Albert C. Fordham and Newman T. Miller, both of West Palm Beach, for defendant in error.

OPINION

BUFORD Justice.

The writ of error brings for review order granting new trial pursuant to judgment for defendant in a suit by a passenger in an automobile against the owner of a truck because of alleged injuries to the plaintiff caused by a collision between the automobile in which he was riding and defendant's truck on the highway.

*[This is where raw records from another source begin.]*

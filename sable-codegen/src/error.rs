use thiserror::Error;

use crate::location::Location;

/// Defects in the input that abort a compilation. Errors of the compiled
/// program never show up here, they are branches to runtime stubs.
#[derive(Debug, Error, PartialEq)]
pub enum CompileError {
    #[error("instruction with deopt id {0} can deoptimize but has no environment")]
    MissingEnvironment(u32),
    #[error("cannot move {src:?} to {dest:?}")]
    UnsupportedMove { src: Location, dest: Location },
    #[error("signature of `{0}` cannot be bound: {1}")]
    UnsupportedSignature(String, &'static str),
    #[error("polymorphic call to `{0}` without targets")]
    EmptyPolymorphicCall(String),
    #[error("label {0} referenced but never bound")]
    UnresolvedLabel(usize),
}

There may be found in the record some evidence that both the driver of the automobile and the driver of the truck were guilty of some negligence, but the learned Circuit Judge said in his order,

'From the evidence, it seems clear that the defendant was guilty of negligence. The apparent finding of the jury was to the effect that the defendant was not guilty of negligence, or that the plaintiff was guilty of contributory negligence or that both were guilty of negligence. This seems to be quite contrary to the manifest weight of the evidence. This plaintiff was a passenger in the automobile. There seems to be nothing about his conduct that should bar his recovery. Particularly is this so, upon such a clear showing of negligence on the part of the driver of the defendant's car, in turning a truck to the left on a public highway in front of approaching traffic, without any adequate warning, and apparently within sight of approaching traffic, which could have been observed in due time, had the defendant's driver looker ahead on the road before making the left-hand turn.'

We find that the record amply supports this finding.

Unless the negligence of the driver of the automobile was the sole proximate cause of the injury, the defendant, if guilty of any negligence contributing to the proximate cause of the injury, would be liable. See Feinstone v. Allison Hospital, 106 Fla. 302, 143 So. 251; Louisville,...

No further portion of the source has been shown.